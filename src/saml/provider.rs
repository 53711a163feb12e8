//! Provider directory: the enabled identity providers of a tenant.

use serde::{Deserialize, Serialize};
use std::fmt;
use thiserror::Error;
use tracing::{debug, error, warn};
use utoipa::ToSchema;

use super::registry::{Cursor, ModelError, ProviderModel, RegistryError, TenantRegistry};
use super::relay_state::RelayState;
use super::request::AuthRequestArtifact;

#[derive(Debug, Clone, Copy, PartialEq, Eq, PartialOrd, Ord, Hash, Serialize, Deserialize)]
#[serde(transparent)]
pub struct ProviderId(pub i64);

impl fmt::Display for ProviderId {
    fn fmt(&self, f: &mut fmt::Formatter<'_>) -> fmt::Result {
        write!(f, "{}", self.0)
    }
}

/// One configured identity provider, as shown on the login page.
#[derive(ToSchema, Debug, Clone, PartialEq, Eq, Serialize, Deserialize)]
pub struct Provider {
    #[schema(value_type = i64)]
    pub id: ProviderId,
    pub name: String,
    pub enabled: bool,
    pub css_class: String,
    pub body: String,
    pub sequence: i32,
}

/// Search criteria passed to [`ProviderModel::search_read`].
#[derive(Debug, Clone, Copy, Default, PartialEq, Eq)]
pub struct ProviderFilter {
    pub enabled: Option<bool>,
}

impl ProviderFilter {
    #[must_use]
    pub const fn enabled() -> Self {
        Self {
            enabled: Some(true),
        }
    }

    #[must_use]
    pub fn matches(&self, provider: &Provider) -> bool {
        self.enabled.is_none_or(|enabled| provider.enabled == enabled)
    }
}

#[derive(Debug, Error)]
pub enum DirectoryError {
    #[error(transparent)]
    Registry(#[from] RegistryError),
    #[error("tenant has no SAML providers installed")]
    NotInstalled,
    #[error("provider {0} not found or disabled")]
    NotFound(ProviderId),
    #[error(transparent)]
    Model(#[from] ModelError),
    #[error(transparent)]
    Storage(#[from] anyhow::Error),
}

/// List the enabled providers of `tenant`, ordered by `sequence`.
///
/// Never fails: an unknown tenant, a tenant without the provider model, or a
/// storage error all yield an empty list.
pub async fn list_enabled(registry: &dyn TenantRegistry, tenant: &str) -> Vec<Provider> {
    match try_list_enabled(registry, tenant).await {
        Ok(providers) => providers,
        Err(DirectoryError::NotInstalled) => {
            debug!(tenant = %tenant, "no SAML provider model installed");
            Vec::new()
        }
        Err(DirectoryError::Registry(RegistryError::Unavailable(reason))) => {
            warn!(tenant = %tenant, reason = %reason, "SAML2: tenant unavailable");
            Vec::new()
        }
        Err(err) => {
            error!(tenant = %tenant, error = %err, "SAML2: failed to list providers");
            Vec::new()
        }
    }
}

async fn try_list_enabled(
    registry: &dyn TenantRegistry,
    tenant: &str,
) -> Result<Vec<Provider>, DirectoryError> {
    let handle = registry.resolve(tenant).await?;
    let mut cursor = handle.cursor().await?;
    let model = cursor.providers().ok_or(DirectoryError::NotInstalled)?;

    let filter = ProviderFilter::enabled();
    let mut providers = model.search_read(&filter).await?;

    // the model's own filtering and ordering are not trusted
    providers.retain(|provider| filter.matches(provider));
    providers.sort_by_key(|provider| (provider.sequence, provider.id));

    Ok(providers)
}

/// An enabled provider bound to the model of an open cursor.
pub struct ProviderHandle<'c> {
    model: &'c mut dyn ProviderModel,
    provider: Provider,
}

impl ProviderHandle<'_> {
    #[must_use]
    pub fn provider(&self) -> &Provider {
        &self.provider
    }

    /// Ask the provider model for the IdP request carrying `state`.
    ///
    /// # Errors
    /// Returns the model error unchanged.
    pub async fn build_auth_request(
        self,
        state: &RelayState,
    ) -> Result<AuthRequestArtifact, ModelError> {
        self.model.get_auth_request(self.provider.id, state).await
    }
}

/// Resolve `provider_id` within an open cursor. Disabled providers are not found.
///
/// # Errors
/// [`DirectoryError::NotInstalled`] when the cursor has no provider model,
/// [`DirectoryError::NotFound`] for unknown or disabled providers.
pub async fn resolve(
    cursor: &mut dyn Cursor,
    provider_id: ProviderId,
) -> Result<ProviderHandle<'_>, DirectoryError> {
    let model = cursor.providers().ok_or(DirectoryError::NotInstalled)?;
    let provider = model
        .read(provider_id)
        .await?
        .filter(|provider| provider.enabled)
        .ok_or(DirectoryError::NotFound(provider_id))?;

    Ok(ProviderHandle { model, provider })
}
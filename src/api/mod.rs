use crate::api::handlers::{auth_saml, health, root};
use anyhow::Result;
use axum::{
    Extension, Router,
    body::Body,
    extract::MatchedPath,
    http::{HeaderName, HeaderValue, Request},
    routing::get,
};
use std::sync::Arc;
use tokio::net::TcpListener;
use tower::ServiceBuilder;
use tower_http::{
    request_id::PropagateRequestIdLayer, set_header::SetRequestHeaderLayer, trace::TraceLayer,
};
use tracing::{Span, info, info_span};
use ulid::Ulid;

pub mod handlers;
mod openapi;

pub use auth_saml::{SamlConfig, SamlState};
pub use openapi::openapi;

/// Build the application router around `state`.
pub fn router(state: Arc<SamlState>) -> Router {
    Router::new()
        .route("/", get(root::root))
        .route("/health", get(health::health).options(health::health))
        .merge(auth_saml::routes())
        .layer(
            ServiceBuilder::new()
                .layer(SetRequestHeaderLayer::if_not_present(
                    HeaderName::from_static("x-request-id"),
                    |_req: &_| HeaderValue::from_str(Ulid::new().to_string().as_str()).ok(),
                ))
                .layer(PropagateRequestIdLayer::new(HeaderName::from_static(
                    "x-request-id",
                )))
                .layer(TraceLayer::new_for_http().make_span_with(make_span))
                .layer(Extension(state)),
        )
}

/// Start the server
/// # Errors
/// Return error if failed to start the server
pub async fn new(port: u16, state: Arc<SamlState>) -> Result<()> {
    let app = router(state);

    let listener = TcpListener::bind(format!("::0:{port}")).await?;

    info!("Listening on [::]:{}", port);

    axum::serve(listener, app.into_make_service())
        .with_graceful_shutdown(async {
            if let Err(err) = tokio::signal::ctrl_c().await {
                tracing::error!("Failed to listen for shutdown signal: {err}");
                std::future::pending::<()>().await;
            }
            info!("Gracefully shutdown");
        })
        .await?;

    Ok(())
}

fn make_span(request: &Request<Body>) -> Span {
    let request_id = request
        .headers()
        .get("x-request-id")
        .and_then(|val| val.to_str().ok())
        .unwrap_or("none");
    let matched_path = request
        .extensions()
        .get::<MatchedPath>()
        .map_or_else(|| request.uri().path(), MatchedPath::as_str);

    info_span!(
        "http.request",
        http.method = %request.method(),
        http.route = matched_path,
        request_id
    )
}
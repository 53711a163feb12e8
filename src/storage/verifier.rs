//! SAML Response verification seam.
//!
//! XML signature checking belongs to the deployment's SAML library; the
//! default [`SamaelVerifier`] parses the response with `samael` and enforces
//! the structural rules: success status, expected issuer, validity window and
//! a subject NameID.

use base64ct::{Base64, Encoding};
use chrono::{DateTime, Duration, Utc};
use samael::schema::Response;
use thiserror::Error;

const STATUS_SUCCESS: &str = "urn:oasis:names:tc:SAML:2.0:status:Success";

#[derive(Debug, Error)]
pub enum AssertionError {
    /// Not a SAML response at all.
    #[error("malformed SAML response: {0}")]
    Malformed(String),
    /// A well formed response that must not open a session.
    #[error("assertion rejected: {0}")]
    Rejected(String),
}

/// Identity extracted from an accepted assertion.
#[derive(Debug, Clone, PartialEq, Eq)]
pub struct VerifiedAssertion {
    pub assertion_id: String,
    pub issuer: String,
    pub name_id: String,
    pub name_id_format: Option<String>,
    pub not_on_or_after: Option<DateTime<Utc>>,
}

pub trait AssertionVerifier: Send + Sync {
    /// Verify the base64 `SAMLResponse` issued by `expected_issuer`.
    ///
    /// # Errors
    /// [`AssertionError::Malformed`] for undecodable input,
    /// [`AssertionError::Rejected`] for responses that fail a check.
    fn verify(
        &self,
        saml_response: &str,
        expected_issuer: &str,
    ) -> Result<VerifiedAssertion, AssertionError>;
}

/// Upper bound for the configurable clock skew.
pub const MAX_CLOCK_SKEW_SECONDS: i64 = 3600;

#[derive(Debug, Clone)]
pub struct SamaelVerifier {
    clock_skew: Duration,
}

impl SamaelVerifier {
    /// Skew is clamped to `0..=MAX_CLOCK_SKEW_SECONDS`.
    #[must_use]
    pub fn new(clock_skew_seconds: i64) -> Self {
        Self {
            clock_skew: Duration::seconds(clock_skew_seconds.clamp(0, MAX_CLOCK_SKEW_SECONDS)),
        }
    }

    fn verify_at(
        &self,
        saml_response: &str,
        expected_issuer: &str,
        now: DateTime<Utc>,
    ) -> Result<VerifiedAssertion, AssertionError> {
        // IdPs commonly wrap the base64 payload
        let compact: String = saml_response
            .chars()
            .filter(|c| !c.is_ascii_whitespace())
            .collect();
        let document = Base64::decode_vec(&compact)
            .map_err(|_| AssertionError::Malformed("SAMLResponse is not base64".to_string()))?;
        let xml = String::from_utf8(document)
            .map_err(|_| AssertionError::Malformed("SAMLResponse is not UTF-8".to_string()))?;

        let response: Response = xml
            .parse::<Response>()
            .map_err(|err| AssertionError::Malformed(err.to_string()))?;

        if let Some(status) = &response.status {
            let code = status.status_code.value.as_deref();
            if code != Some(STATUS_SUCCESS) {
                let message = status
                    .status_message
                    .as_ref()
                    .and_then(|message| message.value.clone())
                    .unwrap_or_else(|| code.unwrap_or("missing status code").to_string());
                return Err(AssertionError::Rejected(format!("IdP status: {message}")));
            }
        }

        let assertion = response.assertion.as_ref().ok_or_else(|| {
            AssertionError::Malformed("response contains no plaintext assertion".to_string())
        })?;

        let issuer = assertion.issuer.value.clone().unwrap_or_default();
        if issuer.trim() != expected_issuer.trim() {
            return Err(AssertionError::Rejected(format!(
                "unexpected issuer {issuer:?}"
            )));
        }

        let mut not_on_or_after = None;
        if let Some(conditions) = &assertion.conditions {
            if let Some(not_before) = conditions.not_before {
                if now < not_before - self.clock_skew {
                    return Err(AssertionError::Rejected(
                        "assertion not yet valid".to_string(),
                    ));
                }
            }
            if let Some(expiry) = conditions.not_on_or_after {
                if now >= expiry + self.clock_skew {
                    return Err(AssertionError::Rejected("assertion expired".to_string()));
                }
                not_on_or_after = Some(expiry);
            }
        }

        let name_id = assertion
            .subject
            .as_ref()
            .and_then(|subject| subject.name_id.as_ref())
            .filter(|name_id| !name_id.value.trim().is_empty())
            .ok_or_else(|| AssertionError::Rejected("assertion has no subject NameID".to_string()))?;

        Ok(VerifiedAssertion {
            assertion_id: assertion.id.clone(),
            issuer,
            name_id: name_id.value.trim().to_string(),
            name_id_format: name_id.format.clone(),
            not_on_or_after,
        })
    }
}

impl AssertionVerifier for SamaelVerifier {
    fn verify(
        &self,
        saml_response: &str,
        expected_issuer: &str,
    ) -> Result<VerifiedAssertion, AssertionError> {
        self.verify_at(saml_response, expected_issuer, Utc::now())
    }
}

#[cfg(test)]
mod tests {
    use super::*;
    use chrono::TimeZone;

    const IDP: &str = "https://idp.example.com/metadata";

    struct Doc<'a> {
        status: &'a str,
        issuer: &'a str,
        name_id: &'a str,
        not_before: &'a str,
        not_on_or_after: &'a str,
    }

    impl Default for Doc<'_> {
        fn default() -> Self {
            Self {
                status: STATUS_SUCCESS,
                issuer: IDP,
                name_id: "alice@example.com",
                not_before: "2026-03-01T10:00:00Z",
                not_on_or_after: "2026-03-01T10:05:00Z",
            }
        }
    }

    fn response(doc: &Doc<'_>) -> String {
        let xml = format!(
            r#"<samlp:Response xmlns:samlp="urn:oasis:names:tc:SAML:2.0:protocol" xmlns:saml="urn:oasis:names:tc:SAML:2.0:assertion" ID="_resp1" Version="2.0" IssueInstant="2026-03-01T10:00:00Z" Destination="https://sp.example.com/auth_saml/signin"><saml:Issuer>{issuer}</saml:Issuer><samlp:Status><samlp:StatusCode Value="{status}"/></samlp:Status><saml:Assertion ID="_assert1" Version="2.0" IssueInstant="2026-03-01T10:00:00Z"><saml:Issuer>{issuer}</saml:Issuer><saml:Subject><saml:NameID Format="urn:oasis:names:tc:SAML:1.1:nameid-format:emailAddress">{name_id}</saml:NameID></saml:Subject><saml:Conditions NotBefore="{not_before}" NotOnOrAfter="{not_on_or_after}"></saml:Conditions></saml:Assertion></samlp:Response>"#,
            issuer = doc.issuer,
            status = doc.status,
            name_id = doc.name_id,
            not_before = doc.not_before,
            not_on_or_after = doc.not_on_or_after,
        );
        Base64::encode_string(xml.as_bytes())
    }

    fn at(minute: u32, second: u32) -> DateTime<Utc> {
        Utc.with_ymd_and_hms(2026, 3, 1, 10, minute, second)
            .single()
            .unwrap_or_else(Utc::now)
    }

    #[test]
    fn clock_skew_is_clamped() {
        assert_eq!(SamaelVerifier::new(-5).clock_skew, Duration::zero());
        assert_eq!(
            SamaelVerifier::new(MAX_CLOCK_SKEW_SECONDS * 10).clock_skew,
            Duration::seconds(MAX_CLOCK_SKEW_SECONDS)
        );
    }

    #[test]
    fn accepts_valid_assertion() -> Result<(), AssertionError> {
        let verifier = SamaelVerifier::new(0);
        let verified = verifier.verify_at(&response(&Doc::default()), IDP, at(1, 0))?;
        assert_eq!(verified.assertion_id, "_assert1");
        assert_eq!(verified.name_id, "alice@example.com");
        assert_eq!(verified.issuer, IDP);
        assert_eq!(
            verified.name_id_format.as_deref(),
            Some("urn:oasis:names:tc:SAML:1.1:nameid-format:emailAddress")
        );
        Ok(())
    }

    #[test]
    fn tolerates_wrapped_base64() -> Result<(), AssertionError> {
        let encoded = response(&Doc::default());
        let wrapped: String = encoded
            .as_bytes()
            .chunks(64)
            .map(|chunk| String::from_utf8_lossy(chunk).into_owned())
            .collect::<Vec<_>>()
            .join("\r\n");
        SamaelVerifier::new(0).verify_at(&wrapped, IDP, at(1, 0))?;
        Ok(())
    }

    #[test]
    fn rejects_failed_status() {
        let doc = Doc {
            status: "urn:oasis:names:tc:SAML:2.0:status:Requester",
            ..Doc::default()
        };
        assert!(matches!(
            SamaelVerifier::new(0).verify_at(&response(&doc), IDP, at(1, 0)),
            Err(AssertionError::Rejected(_))
        ));
    }

    #[test]
    fn rejects_foreign_issuer() {
        let doc = Doc {
            issuer: "https://evil.example.com",
            ..Doc::default()
        };
        assert!(matches!(
            SamaelVerifier::new(0).verify_at(&response(&doc), IDP, at(1, 0)),
            Err(AssertionError::Rejected(_))
        ));
    }

    #[test]
    fn enforces_validity_window_with_skew() {
        let encoded = response(&Doc::default());
        let strict = SamaelVerifier::new(0);
        assert!(matches!(
            strict.verify_at(&encoded, IDP, at(5, 0)),
            Err(AssertionError::Rejected(_))
        ));
        assert!(matches!(
            strict.verify_at(
                &encoded,
                IDP,
                Utc.with_ymd_and_hms(2026, 3, 1, 9, 59, 0)
                    .single()
                    .unwrap_or_else(Utc::now)
            ),
            Err(AssertionError::Rejected(_))
        ));

        let lenient = SamaelVerifier::new(180);
        assert!(lenient.verify_at(&encoded, IDP, at(6, 0)).is_ok());
    }

    #[test]
    fn rejects_blank_subject() {
        let doc = Doc {
            name_id: " ",
            ..Doc::default()
        };
        assert!(
            SamaelVerifier::new(0)
                .verify_at(&response(&doc), IDP, at(1, 0))
                .is_err()
        );
    }

    #[test]
    fn garbage_is_malformed() {
        let verifier = SamaelVerifier::new(0);
        assert!(matches!(
            verifier.verify("not base64!", IDP),
            Err(AssertionError::Malformed(_))
        ));
        let not_xml = Base64::encode_string(b"hello");
        assert!(matches!(
            verifier.verify(&not_xml, IDP),
            Err(AssertionError::Malformed(_))
        ));
    }
}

[EXERCISE PROMPT]
The answer must consist of each line from the entries that contains the string "NotFound".

[SOLUTION]
    NotFound(ProviderId),
/// [`DirectoryError::NotFound`] for unknown or disabled providers.
        .ok_or(DirectoryError::NotFound(provider_id))?;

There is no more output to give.